I have mixed feelings about crops and cat declaws (since it was brought up).....I have had quite a few declawed cats....when they are super destructive, and it is a choice between the furniture and the cat not having a home - I do not have an issue with it when done by a good vet....have seen crappy declaws a few times that had to be redone, but most cats are fine within 2 or 3 days and most vets keep them in the clinic and well bandaged and observed.


----------



## Starry Messenger (Nov 1, 2013)

LaRen616 said:


> The majority of reputable Doberman breeders crop the ears before the puppies go to their new homes.


Our breeder has their vet do the cropping. I thought it would be a good idea to not receive a cropped pet to let us think more about it. If we decide to crop, we will see a Dallas area vet. She's supposed to be the best in TX for ear crops. The people on the Doberman forum speak very highly of her. 

Someone mentioned that a Doberman with natural ears can look "soft" even if it doesn't have a soft personality, which could make people think it is a friendly dog. Could having natural ears make it easier to socialize a dog? If it looks less intimating as a pup, people react to it differently.


----------



## Saphire (Apr 1, 2005)

I have yet to meet a nasty Doberman.


----------



## wolfy dog (Aug 1, 2012)

I think all these practices are cruel and abusive, just for the looks. I would never own a dog that was cropped or docked. Unless of course my own dog had an accident and needed it "done" for medical reasons. You never hear about the consequences after the procedures. One is that pups mistake the stumpy tails for nipples....leading to infections. Ever seen the tail of a down hill running dog spin? They need their tails, ears, voices and dew claws. MHO.


----------



## wolfy dog (Aug 1, 2012)

Jaythethird said:


> The cropping of a dobe was based on function not cosmetics. Removal of the tail gave perpetrators less of a handle to stop an attack and also led to fewer vertebrae injuries.
> Oliver Kahn 8/3/13


Then why are GSD's tails not docked? Same excuse with ears; perps cannot get a handle on them. But how about Rotties' ears?


----------



## BowWowMeow (May 7, 2007)

Rottweilers have floppy ears and no one says they are not serious looking. My Chama was a 70 lb. rottie mix with a tail and plenty of people crossed the street to avoid her. 

I'm sure not crazy about those beehive hairdos but they once were all the rage too. Now they just look silly.  As many posters have pointed out, these breeds are born with floppy ears and tails. If cropping was to become illegal in this country we would no longer see cropped dogs and we would perceive their natural look to be the correct (and attractive) look. 

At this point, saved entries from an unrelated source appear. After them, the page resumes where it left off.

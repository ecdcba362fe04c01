use criterion::{black_box, criterion_group, criterion_main, Criterion};
use futures::future::join_all;
use std::net::{IpAddr, Ipv4Addr};
use std::time::Duration;

use ipwake::ReachabilityCache;

async fn mixed_load(cache: ReachabilityCache, tasks: usize) -> usize {
    let handles = (0..tasks).map(|i| {
        let cache = cache.clone();
        tokio::spawn(async move {
            let host = IpAddr::V4(Ipv4Addr::new(10, 0, (i / 256) as u8, (i % 256) as u8));
            cache.put(host, Duration::from_millis(1)).await;
            cache.is_present(host).await
        })
    });

    join_all(handles)
        .await
        .into_iter()
        .filter(|present| matches!(present, Ok(true)))
        .count()
}

fn benchmark_cache(c: &mut Criterion) {
    let rt = tokio::runtime::Runtime::new().unwrap();

    let mut group = c.benchmark_group("reachability_cache");
    group
        .sample_size(10)
        .measurement_time(Duration::from_secs(10))
        .warm_up_time(Duration::from_secs(2));

    for &tasks in &[1, 10, 100, 1000] {
        group.bench_function(format!("put_then_read_{}", tasks), |b| {
            b.to_async(&rt).iter(|| async {
                let cache = ReachabilityCache::new(Duration::from_secs(60));
                black_box(mixed_load(cache, tasks).await)
            });
        });
    }

    group.finish();
}

criterion_group!(benches, benchmark_cache);
criterion_main!(benches);
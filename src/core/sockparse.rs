/*!
 * SockParse: turns user-supplied strings (flags, query parameters) into
 * socket addresses.
 *
 *   - Listen addresses, including the `:8080` shorthand.
 *   - Broadcast targets given as a plain IP or as a CIDR block.
 *   - Strict IP literals and port numbers from query strings.
 */

use std::net::{IpAddr, Ipv4Addr, SocketAddr};

use ipnetwork::IpNetwork;

use crate::core::error::{ConfigError, ValidationError};

/// Parses a listen address.
/// Supported formats:
/// - Port only: ":8080" (all IPv4 interfaces)
/// - Full socket address: "127.0.0.1:8080", "[::1]:8080"
pub fn parse_listen_addr(input: &str) -> Result<SocketAddr, ConfigError> {
    let input = input.trim();
    if let Some(port) = input.strip_prefix(':') {
        let port: u16 = port
            .parse()
            .map_err(|_| ConfigError::ListenAddr(input.to_string()))?;
        return Ok(SocketAddr::from((Ipv4Addr::UNSPECIFIED, port)));
    }
    input
        .parse()
        .map_err(|_| ConfigError::ListenAddr(input.to_string()))
}

/// Parses a broadcast target.
/// Supported formats:
/// - Single IP: "192.168.1.255"
/// - CIDR block: "192.168.1.0/24", resolved to its broadcast address
pub fn parse_broadcast(input: &str) -> Result<IpAddr, ConfigError> {
    let input = input.trim();
    if input.contains('/') {
        let network: IpNetwork = input
            .parse()
            .map_err(|_| ConfigError::Broadcast(input.to_string()))?;
        return match network {
            IpNetwork::V4(net) => Ok(IpAddr::V4(net.broadcast())),
            // IPv6 has no broadcast address.
            IpNetwork::V6(_) => Err(ConfigError::Broadcast(input.to_string())),
        };
    }
    input
        .parse()
        .map_err(|_| ConfigError::Broadcast(input.to_string()))
}

/// Strict IP literal: no hostnames, no surrounding whitespace.
pub fn parse_ip(input: Option<&str>) -> Result<IpAddr, ValidationError> {
    input
        .and_then(|raw| raw.parse().ok())
        .ok_or(ValidationError::InvalidIp)
}

/// Port from a query string. Missing or non-numeric values are "not
/// defined"; numbers outside 0-65535 are "invalid".
pub fn parse_port(input: Option<&str>) -> Result<u16, ValidationError> {
    let port: i64 = input
        .and_then(|raw| raw.parse().ok())
        .ok_or(ValidationError::PortNotDefined)?;
    u16::try_from(port).map_err(|_| ValidationError::InvalidPort)
}

#[cfg(test)]
mod tests {
    use super::*;

    #[test]
    fn listen_addr_shorthand_binds_all_interfaces() {
        assert_eq!(
            parse_listen_addr(":8080").unwrap(),
            "0.0.0.0:8080".parse::<SocketAddr>().unwrap()
        );
        assert_eq!(
            parse_listen_addr("127.0.0.1:3030").unwrap(),
            "127.0.0.1:3030".parse::<SocketAddr>().unwrap()
        );
        assert!(parse_listen_addr(":http").is_err());
        assert!(parse_listen_addr("localhost").is_err());
    }

    #[test]
    fn broadcast_from_cidr() {
        assert_eq!(
            parse_broadcast("192.168.1.0/24").unwrap(),
            "192.168.1.255".parse::<IpAddr>().unwrap()
        );
        assert_eq!(
            parse_broadcast("10.0.0.0/8").unwrap(),
            "10.255.255.255".parse::<IpAddr>().unwrap()
        );
        assert_eq!(
            parse_broadcast("255.255.255.255").unwrap(),
            IpAddr::V4(Ipv4Addr::BROADCAST)
        );
        assert!(parse_broadcast("192.168.1.0/33").is_err());
    }

    #[test]
    fn ip_literals_are_strict() {
        for bad in ["not-an-ip", "", "999.1.1.1", " 10.0.0.1", "10.0.0"] {
            assert_eq!(parse_ip(Some(bad)), Err(ValidationError::InvalidIp), "{bad:?}");
        }
        assert_eq!(parse_ip(None), Err(ValidationError::InvalidIp));
        assert!(parse_ip(Some("10.0.0.1")).is_ok());
        assert!(parse_ip(Some("fe80::1")).is_ok());
    }

    #[test]
    fn port_bounds() {
        assert_eq!(parse_port(Some("9")), Ok(9));
        assert_eq!(parse_port(Some("0")), Ok(0));
        assert_eq!(parse_port(Some("65535")), Ok(65535));
        assert_eq!(parse_port(Some("65536")), Err(ValidationError::InvalidPort));
        assert_eq!(parse_port(Some("-1")), Err(ValidationError::InvalidPort));
        assert_eq!(parse_port(Some("abc")), Err(ValidationError::PortNotDefined));
        assert_eq!(parse_port(None), Err(ValidationError::PortNotDefined));
    }
}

It's interesting that a number of people who are for keeping dogs intact (because neutering is unnecessary and potentially harmful) are arguing that they like the "look" of a dog who has had unnecessary, painful and potentially harmful surgery for purely cosmetic reasons.


----------



## Shade (Feb 20, 2012)

Starry Messenger said:


> Someone mentioned that a Doberman with natural ears can look "soft" even if it doesn't have a soft personality, which could make people think it is a friendly dog. Could having natural ears make it easier to socialize a dog? If it looks less intimating as a pup, people react to it differently.


Absolutely, with Odin not being the classic B&T and with natural ears most people don't realize he's a Doberman. He's adores being loved on and is very calm

I kid you not when I've seen the following scenario happen multiple times:

Person walks up, "nice looking dogs! May I pet them?" "Sure, go ahead" and the person proceeds to pet the dogs. "Such well behaved nice dogs, what type of dogs are they?" "Well, there's a poodle, a German Shepherd, a min pin, yorkie mix, and a Doberman." Person JUMPS back "a Doberman?!" and quickly walks away even though two seconds ago that mean ol' Doberman was standing quietly groaning while getting his head scratched.

More people that are confident enough to approach our pack will pet the GSD over the Doberman once they realize what breeds they are. Not because Delgado or Odin is more well behaved then the other, it's all breed bias


----------



## jarn (Jul 18, 2007)

Our next dog is hopefully years away, but my DH wants a Dobe.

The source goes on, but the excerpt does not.